Core PCE data to highlight the dollar resurgence chances
Core PCE inflation data should help us further shape our view on whether we are at the beginning of another dollar resurgence
Rising yields a warning sign for markets
Market sentiment has been taking a turn for the worst of late, with US equities particularly feeling the pinch. This has a footing in interest rate expectations, with the FOMC minutes highlighting the willingness to continue pushing rates up upwards in a bid to combat inflation. It is a curious time for traders, as they attempt to ascertain how markets will approach each piece of news. By and large, the market outlook is based on inflation. If inflation is moving sharply lower, then traders are allowed some optimism around strong economic data. However, the slowdown we have seen in US disinflation instead provides a backdrop where each positive economic reading is seen as a source of greater concern given the perception that it allows the Federal Reserve more room to tighten without risk of economic collapse.
As ever, the US 10-year yield provides us with a very useful gauge of market perception, with the muted pullback seen in comparison to the dollar signalling the risk of another risk-off move ahead. The negative correlation between the dollar and the 10-year yield is clear, but the disproportionately smaller pullback does highlight a feeling that we could soon see a risk-off move come into play. With the US 10-year seemingly having bottomed out here, there is a strong case for a resurgence in the dollar which looks oversold. However, much of this comes down to the continued slowdown in the rate of disinflation. A strong move lower for inflation raises hopes of a swift return to easy monetary policy from the Fed.

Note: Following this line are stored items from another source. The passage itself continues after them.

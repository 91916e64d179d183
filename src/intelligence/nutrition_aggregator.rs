// ABOUTME: Deterministic rollup of nutrition vectors from foods to meals, days, and weekly averages
// ABOUTME: Missing references contribute zero and are reported as DataIntegrityWarning values
//
// Licensed under either of Apache License, Version 2.0 or MIT License at your option.
// Copyright ©2025 Async-IO.org

//! Nutrition Aggregator
//!
//! Pure functions of the three leaf tables. Nothing here fails: a meal that
//! names an unknown food, or a day slot that names an unknown meal, adds zero
//! to the total and is recorded on the returned [`Rollup`] so the caller can
//! inspect it. Each warning is also emitted as a `tracing` event.
//!
//! Intermediate sums keep full precision. Rounding happens once, in
//! [`weekly_average`], and only for presentation.

use crate::models::{
    DataIntegrityWarning, DayPlan, FoodItem, FoodLedger, Meal, MealCatalog, NutritionFacts,
    WeeklyPlan,
};
use serde::{Deserialize, Serialize};
use tracing::{debug, warn};

/// A nutrition total together with the data defects met while computing it
#[derive(Debug, Clone, PartialEq, Default, Serialize, Deserialize)]
pub struct Rollup {
    /// The aggregated nutrition vector
    pub facts: NutritionFacts,
    /// Dangling references skipped during aggregation, in encounter order
    pub warnings: Vec<DataIntegrityWarning>,
}

impl Rollup {
    /// True when every reference resolved
    #[must_use]
    pub fn is_clean(&self) -> bool {
        self.warnings.is_empty()
    }

    fn absorb(&mut self, other: Self) {
        self.facts += other.facts;
        self.warnings.extend(other.warnings);
    }
}

/// Nutrition of a single day, tagged with its day index
#[derive(Debug, Clone, PartialEq, Serialize, Deserialize)]
pub struct DayNutrition {
    /// Day index, 1-7
    pub day: u8,
    /// Full-precision day total
    pub facts: NutritionFacts,
    /// Dangling references met on this day
    pub warnings: Vec<DataIntegrityWarning>,
}

/// Scale one serving of `food` by `quantity`
#[must_use]
pub fn food_nutrition(food: &FoodItem, quantity: f64) -> NutritionFacts {
    food.nutrition.scaled(quantity)
}

/// Sum the nutrition of every component of `meal`
///
/// Components naming a food absent from `foods` contribute zero and produce a
/// `MissingFood` warning.
#[must_use]
pub fn meal_nutrition(meal: &Meal, foods: &FoodLedger) -> Rollup {
    let mut rollup = Rollup::default();
    for component in &meal.components {
        match foods.get(&component.food_id) {
            Some(food) => rollup.facts += food_nutrition(food, component.quantity),
            None => {
                let warning = DataIntegrityWarning::MissingFood {
                    meal_id: meal.id.clone(),
                    food_id: component.food_id.clone(),
                };
                report(&warning);
                rollup.warnings.push(warning);
            }
        }
    }
    rollup
}

/// Sum the nutrition of every occupied slot of `day`, in slot order
///
/// Empty slots are skipped silently. A slot naming a meal absent from `meals`
/// contributes zero and produces a `MissingMeal` warning.
#[must_use]
pub fn day_nutrition(day: &DayPlan, meals: &MealCatalog, foods: &FoodLedger) -> Rollup {
    let mut rollup = Rollup::default();
    for (slot, meal_id) in day.meal_refs() {
        match meals.get(meal_id) {
            Some(meal) => rollup.absorb(meal_nutrition(meal, foods)),
            None => {
                let warning = DataIntegrityWarning::MissingMeal {
                    day: day.day,
                    slot,
                    meal_id: meal_id.to_owned(),
                };
                report(&warning);
                rollup.warnings.push(warning);
            }
        }
    }
    debug!(
        day = day.day,
        calories = rollup.facts.calories,
        warnings = rollup.warnings.len(),
        "Day nutrition computed"
    );
    rollup
}

/// Full-precision per-day totals in plan order
#[must_use]
pub fn all_days_nutrition(
    plan: &WeeklyPlan,
    meals: &MealCatalog,
    foods: &FoodLedger,
) -> Vec<DayNutrition> {
    plan.days()
        .iter()
        .map(|day| {
            let Rollup { facts, warnings } = day_nutrition(day, meals, foods);
            DayNutrition {
                day: day.day,
                facts,
                warnings,
            }
        })
        .collect()
}

/// Unrounded mean of the plan's day totals
///
/// Divides by the number of days actually present. A plan with no days
/// yields zero with an `EmptyPlan` warning.
#[must_use]
pub fn weekly_mean(plan: &WeeklyPlan, meals: &MealCatalog, foods: &FoodLedger) -> Rollup {
    let day_count = plan.days().len();
    if day_count == 0 {
        let warning = DataIntegrityWarning::EmptyPlan {
            variant: plan.version(),
        };
        report(&warning);
        return Rollup {
            facts: NutritionFacts::ZERO,
            warnings: vec![warning],
        };
    }

    let mut total = Rollup::default();
    for day in plan.days() {
        total.absorb(day_nutrition(day, meals, foods));
    }

    Rollup {
        facts: total.facts.divided_by(day_count as f64),
        warnings: total.warnings,
    }
}

/// Weekly mean rounded for display
///
/// Calories, sodium, and cholesterol are rounded to whole units; gram fields
/// to one decimal place.
#[must_use]
pub fn weekly_average(plan: &WeeklyPlan, meals: &MealCatalog, foods: &FoodLedger) -> Rollup {
    let mean = weekly_mean(plan, meals, foods);
    debug!(
        variant = %plan.version(),
        days = plan.days().len(),
        calories = mean.facts.calories,
        "Weekly average computed"
    );
    Rollup {
        facts: mean.facts.rounded_for_display(),
        warnings: mean.warnings,
    }
}

fn report(warning: &DataIntegrityWarning) {
    match warning {
        DataIntegrityWarning::MissingFood { meal_id, food_id } => {
            warn!(meal_id = %meal_id, food_id = %food_id, "{warning}");
        }
        DataIntegrityWarning::MissingMeal { day, slot, meal_id } => {
            warn!(day = day, slot = %slot, meal_id = %meal_id, "{warning}");
        }
        DataIntegrityWarning::EmptyPlan { variant } => {
            warn!(variant = %variant, "{warning}");
        }
    }
}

However, flatlining or rising inflation poses a significant risk that the Federal Reserve will need to push rates higher for longer in a bid to bring price growth back down to normal.
This afternoon sees the latest PCE inflation release, with markets forecasting a decline from 5% to 4.8%. The key core reading will be closely followed, given that it is so closely followed by the Fed. Markets predict a figure of 4.3% from 4.4%. While the annual figures are important, it can be useful to track monthly inflation as a gauge of where things are moving. The chart below highlights how pre-Covid inflation saw a monthly core PCE figure averaging 0.15%. That highlights how last month’s MoM figure of 0.3% does signal the continuation of above-target core inflation. Current forecasts signal another monthly figure of 0.3%, which would provide a warning sign that the new normal is double that seen pre-Covid. A 0.3% figure would annualize to 3.6%, which stands well above the 1-2% core PCE norm seen back in 2019. With that in mind a figure of 0.3% or above on the monthly core PCE reading would likely bring further risk-off gains for the dollar, while a figure below that could act as a drag on the greenback.
Looking at the dollar index, we can see that price has pushed up through the 76.4% Fibonacci resistance level. This is a warning sign that we could see a bullish reversal coming into play. In particular, a rise through 105.37 would end the pattern of lower highs, bringing about a more significant bullish break for the dollar.